Interview with an Expert

The increasingly diverse and challenging
discipline of trace-evidence analysis.

An exclusive Evidence Technology Magazine interview with
Robert D. Blackledge
Forensic Chemist (retired) with the Naval Criminal Investigative Service (NCIS)

EVIDENCE MAGAZINE: Trace evidence is a very broad field, isn’t it? Hair, fiber, glitter, dirt, paint…

BLACKLEDGE: Yes, it is actually a very diverse field. Almost anything can be trace evidence. Some things are not called trace evidence by most people, although I could probably make an argument that they are trace evidence. For example: If you walk across a room, you are going to either leave traces of your footprints because of dust on your shoes or you are going to be picking up traces of the dust on the floor. Most people would just call that footwear impressions. But really, it is an exchange of contact trace. That’s why there needs to be more emphasis on training the people who process crime scenes so they will be more aware of the possibilities—so they will be thinking of trace evidence right from the start.

EVIDENCE MAGAZINE: You have been doing this for quite awhile, right?

BLACKLEDGE: I got started in this area back in 1971. And Yes, it has changed significantly over the years! Back then, if I had an area of evidence that I did not know much about, there might have been some people I could have called. But I couldn’t just sit down at a computer and Google the topic like we all can do today to find the key references and resources that we need.

EVIDENCE MAGAZINE: How did you get started in your study of the trace- evidence discipline?

BLACKLEDGE: Actually, I spent most of my time doing drug analysis.
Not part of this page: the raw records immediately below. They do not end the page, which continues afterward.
//! The TCP connection listener.
//!
//! Accepts on the async runtime and hands each connection, as a blocking
//! `std::net::TcpStream`, to `spawn_blocking`. Each stream carries a read
//! and write timeout, so an idle client releases its blocking thread instead
//! of holding a slot in the bounded pool forever.

use std::io;
use std::net::SocketAddr;
use std::sync::Arc;
use std::time::Duration;

use tokio::net::{TcpListener, TcpSocket, TcpStream};
use tokio_util::sync::CancellationToken;
use tracing::{debug, info, info_span, warn};

use super::bridge::handle_connection;
use crate::session::RelaySession;

/// Pause after a failed accept (e.g., out of file descriptors).
const ACCEPT_BACKOFF: Duration = Duration::from_millis(100);

/// Socket timeout used until [`ConnectionListener::with_io_timeout`] says otherwise.
const DEFAULT_IO_TIMEOUT: Duration = Duration::from_secs(30);

/// Accept loop feeding connections to bridge units.
pub struct ConnectionListener<R> {
    listener: TcpListener,
    session: Arc<R>,
    max_payload_bytes: usize,
    io_timeout: Option<Duration>,
}

impl<R: RelaySession + 'static> ConnectionListener<R> {
    /// Resolve `addr`, bind with `SO_REUSEADDR`, and listen with `backlog`.
    pub async fn bind(
        addr: &str,
        backlog: u32,
        session: Arc<R>,
        max_payload_bytes: usize,
    ) -> io::Result<Self> {
        let addr = tokio::net::lookup_host(addr).await?.next().ok_or_else(|| {
            io::Error::new(
                io::ErrorKind::AddrNotAvailable,
                format!("no address found for '{addr}'"),
            )
        })?;

        let socket = match addr {
            SocketAddr::V4(_) => TcpSocket::new_v4()?,
            SocketAddr::V6(_) => TcpSocket::new_v6()?,
        };
        socket.set_reuseaddr(true)?;
        socket.bind(addr)?;
        let listener = socket.listen(backlog)?;

        Ok(Self {
            listener,
            session,
            max_payload_bytes,
            io_timeout: Some(DEFAULT_IO_TIMEOUT),
        })
    }

    /// Read and write timeout for client sockets. `None` blocks forever.
    pub fn with_io_timeout(mut self, io_timeout: Option<Duration>) -> Self {
        self.io_timeout = io_timeout;
        self
    }

    /// The address actually bound (useful with port 0).
    pub fn local_addr(&self) -> io::Result<SocketAddr> {
        self.listener.local_addr()
    }

    /// Accept until `shutdown` is cancelled.
    ///
    /// Bridge units already running are not interrupted; they finish on the
    /// blocking pool.
    pub async fn run(self, shutdown: CancellationToken) {
        if let Ok(addr) = self.local_addr() {
            info!(%addr, "listening for clients");
        }

        loop {
            let accepted = tokio::select! {
                _ = shutdown.cancelled() => break,
                accepted = self.listener.accept() => accepted,
            };

            match accepted {
                Ok((stream, peer)) => self.dispatch(stream, peer),
                Err(err) => {
                    warn!(error = %err, "failed to accept connection");
                    tokio::time::sleep(ACCEPT_BACKOFF).await;
                }
            }
        }

        info!("listener stopped");
    }

    fn dispatch(&self, stream: TcpStream, peer: SocketAddr) {
        let stream = match into_blocking(stream, self.io_timeout) {
            Ok(stream) => stream,
            Err(err) => {
                warn!(%peer, error = %err, "could not hand off connection");
                return;
            }
        };

        debug!(%peer, "accepted connection");
        let session = Arc::clone(&self.session);
        let max_payload_bytes = self.max_payload_bytes;
        tokio::task::spawn_blocking(move || {
            let _span = info_span!("client", %peer).entered();
            handle_connection(stream, session.as_ref(), max_payload_bytes);
        });
    }
}

fn into_blocking(
    stream: TcpStream,
    io_timeout: Option<Duration>,
) -> io::Result<std::net::TcpStream> {
    let stream = stream.into_std()?;
    stream.set_nonblocking(false)?;
    stream.set_read_timeout(io_timeout)?;
    stream.set_write_timeout(io_timeout)?;
    Ok(stream)
}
I was with the Naval Criminal Investigative Service (NCIS) forensic laboratory in San Diego, California. But most of our military cases were adjudicated before going to court martial and requiring testimony. That’s why I had time to get involved in trace evidence and do a little bit of research.

EVIDENCE MAGAZINE: Trace evidence was your specialty, wasn’t it?
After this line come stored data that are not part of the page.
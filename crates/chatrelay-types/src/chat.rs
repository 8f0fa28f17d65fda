//! Chat channel, message, and session state types for chatrelay.
//!
//! These types describe the remote side of the relay: which channel messages
//! are posted to, what a fetched message looks like, and which lifecycle
//! state the chat session is in.

use serde::{Deserialize, Serialize};

use std::fmt;
use std::str::FromStr;

/// Identifier of a remote chat channel (a Discord snowflake).
#[derive(Debug, Clone, Copy, PartialEq, Eq, Hash, PartialOrd, Ord, Serialize, Deserialize)]
#[serde(transparent)]
pub struct ChannelId(pub u64);

impl fmt::Display for ChannelId {
    fn fmt(&self, f: &mut fmt::Formatter<'_>) -> fmt::Result {
        write!(f, "{}", self.0)
    }
}

impl FromStr for ChannelId {
    type Err = String;

    fn from_str(s: &str) -> Result<Self, Self::Err> {
        s.trim()
            .parse::<u64>()
            .map(ChannelId)
            .map_err(|_| format!("invalid channel id: '{s}'"))
    }
}

/// A channel that has been looked up on the remote service.
#[derive(Debug, Clone, PartialEq, Eq, Serialize, Deserialize)]
pub struct ChannelRef {
    pub id: ChannelId,
    /// Display name without the leading `#`. Empty for unnamed channels (DMs).
    pub name: String,
}

/// The account the session is logged in as.
#[derive(Debug, Clone, PartialEq, Eq, Serialize, Deserialize)]
pub struct BotIdentity {
    pub id: u64,
    pub username: String,
}

impl fmt::Display for BotIdentity {
    fn fmt(&self, f: &mut fmt::Formatter<'_>) -> fmt::Result {
        write!(f, "{} ({})", self.username, self.id)
    }
}

/// A single message read back from a channel.
///
/// `id` is a snowflake: it grows monotonically with creation time, so it
/// is the chronological ordering key.
#[derive(Debug, Clone, PartialEq, Eq, Serialize, Deserialize)]
pub struct ChatMessage {
    pub id: u64,
    pub content: String,
}

/// Lifecycle state of the chat session.
///
/// `Initializing -> Ready` when the configured channel resolves,
/// `Initializing -> Degraded` when it does not. Both outcomes are terminal.
#[derive(Debug, Clone, PartialEq, Eq, Default)]
pub enum SessionState {
    #[default]
    Initializing,
    Ready(ChannelRef),
    Degraded,
}

impl SessionState {
    /// The resolved channel, if the session is ready.
    pub fn channel(&self) -> Option<&ChannelRef> {
        match self {
            SessionState::Ready(channel) => Some(channel),
            _ => None,
        }
    }
}

impl fmt::Display for SessionState {
    fn fmt(&self, f: &mut fmt::Formatter<'_>) -> fmt::Result {
        match self {
            SessionState::Initializing => write!(f, "initializing"),
            SessionState::Ready(_) => write!(f, "ready"),
            SessionState::Degraded => write!(f, "degraded"),
        }
    }
}

/// Join messages into the transport text: oldest first, one per line.
///
/// Input order does not matter; messages are sorted by snowflake id.
pub fn join_chronological(mut messages: Vec<ChatMessage>) -> String {
    messages.sort_by_key(|m| m.id);
    messages
        .into_iter()
        .map(|m| m.content)
        .collect::<Vec<_>>()
        .join("\n")
}

#[cfg(test)]
mod tests {
    use super::*;

    fn msg(id: u64, content: &str) -> ChatMessage {
        ChatMessage {
            id,
            content: content.to_string(),
        }
    }

    #[test]
    fn channel_id_parses_decimal_snowflake() {
        let id: ChannelId = "1187654321098765432".parse().unwrap();
        assert_eq!(id, ChannelId(1_187_654_321_098_765_432));
        assert_eq!(id.to_string(), "1187654321098765432");
    }

    #[test]
    fn channel_id_tolerates_surrounding_whitespace() {
        let id: ChannelId = " 42\n".parse().unwrap();
        assert_eq!(id, ChannelId(42));
    }

    #[test]
    fn channel_id_rejects_garbage() {
        assert!("general".parse::<ChannelId>().is_err());
        assert!("".parse::<ChannelId>().is_err());
        assert!("-5".parse::<ChannelId>().is_err());
    }

    #[test]
    fn join_newest_first_input_is_reversed() {
        let messages = vec![msg(3, "c"), msg(2, "b"), msg(1, "a")];
        assert_eq!(join_chronological(messages), "a\nb\nc");
    }

    #[test]
    fn join_keeps_multiline_content_intact() {
        let messages = vec![msg(20, "second"), msg(10, "first\nstill first")];
        assert_eq!(join_chronological(messages), "first\nstill first\nsecond");
    }

    #[test]
    fn join_empty_is_empty_string() {
        assert_eq!(join_chronological(Vec::new()), "");
    }

    #[test]
    fn session_state_channel_only_when_ready() {
        let channel = ChannelRef {
            id: ChannelId(7),
            name: "relay-log".to_string(),
        };
        assert!(SessionState::Initializing.channel().is_none());
        assert!(SessionState::Degraded.channel().is_none());
        assert_eq!(
            SessionState::Ready(channel.clone()).channel(),
            Some(&channel)
        );
    }

    #[test]
    fn session_state_display() {
        assert_eq!(SessionState::default().to_string(), "initializing");
        assert_eq!(SessionState::Degraded.to_string(), "degraded");
    }
}
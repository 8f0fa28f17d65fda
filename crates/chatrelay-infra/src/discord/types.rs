//! Discord REST API types.
//!
//! Wire structures for the handful of Discord endpoints the relay uses.
//! They are NOT the platform-agnostic types from chatrelay-types; the
//! client converts between the two.

use serde::{Deserialize, Serialize};

/// `GET /users/@me` response (fields we read).
#[derive(Debug, Clone, Deserialize)]
pub struct DiscordUser {
    pub id: String,
    pub username: String,
}

/// `GET /channels/{id}` response (fields we read).
#[derive(Debug, Clone, Deserialize)]
pub struct DiscordChannel {
    pub id: String,
    /// Absent for DM channels.
    #[serde(default)]
    pub name: Option<String>,
}

/// A message object from `GET /channels/{id}/messages`.
#[derive(Debug, Clone, Deserialize)]
pub struct DiscordMessage {
    pub id: String,
    #[serde(default)]
    pub content: String,
}

/// Request body for `POST /channels/{id}/messages`.
#[derive(Debug, Clone, Serialize)]
pub struct CreateMessage<'a> {
    pub content: &'a str,
}

/// Body of a 429 response.
#[derive(Debug, Clone, Deserialize)]
pub struct RateLimitBody {
    /// Seconds until the request may be retried.
    pub retry_after: f64,
}
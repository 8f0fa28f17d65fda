//! The chat session and the handoff into its event loop.
//!
//! - `chat_session` -- `ChatSession`, the `!Sync` session state and its two operations
//! - `event_loop` -- `SessionLoop`, the dedicated single-threaded runtime driving it
//! - `handle` -- `SessionHandle` and the `RelaySession` trait used by bridge units

pub mod chat_session;
pub mod event_loop;
pub mod handle;

pub use chat_session::ChatSession;
pub use event_loop::{SessionLoop, SessionSettings};
pub use handle::{RelaySession, SessionCommand, SessionHandle};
BLACKLEDGE: Well, trace evidence has always been my major interest in forensic science. But it was more of a sideline. In most small labs, you can’t really have a full-time trace-evidence person. So you usually end up with one person doing trace evidence part-time.

EVIDENCE MAGAZINE: From your point of view, what is one thing people need to know about trace evidence?

BLACKLEDGE: Consider this: With trace evidence, you have a questioned sample and a known sample. And you are trying to prove that the questioned sample could not have originated from the same source as the known sample. So you focus on that—because as soon as you have your proof, that particular examination is over. If you have a series of tests that you can run, you probably will want to do the easiest ones first, along with the non-destructive ones. As soon as you have a test where known and questioned are different, you have an answer to your basic question: No, it could not have come from a common source. You have eliminated at least that evidence as having any probative value with regard to that particular suspect. Of course, it might have probative value for some suspect who has not been introduced yet.

EVIDENCE MAGAZINE: Are you trying to clear the suspect…?

BLACKLEDGE: People talk about the need for forensic scientists to be unbiased. Well, in a way we are sort of working for the suspect—or at least, for the person who has come up as a person of interest. Why? Because if we can show that the questioned sample and the known sample could not have originated from a common source, then it does not show an association between the suspect and the victim or the suspect and the crime scene. That’s the way every trace-evidence examiner works. You are trying to find a difference. And if, after you have run every test that is practical, you still have not come up with any differences that can’t be explained, you say that the questioned sample could have originated from the same source as the known sample. You can’t say that it did…unless you have come up with something like a fracture match or something else that proves it had to have come from that source.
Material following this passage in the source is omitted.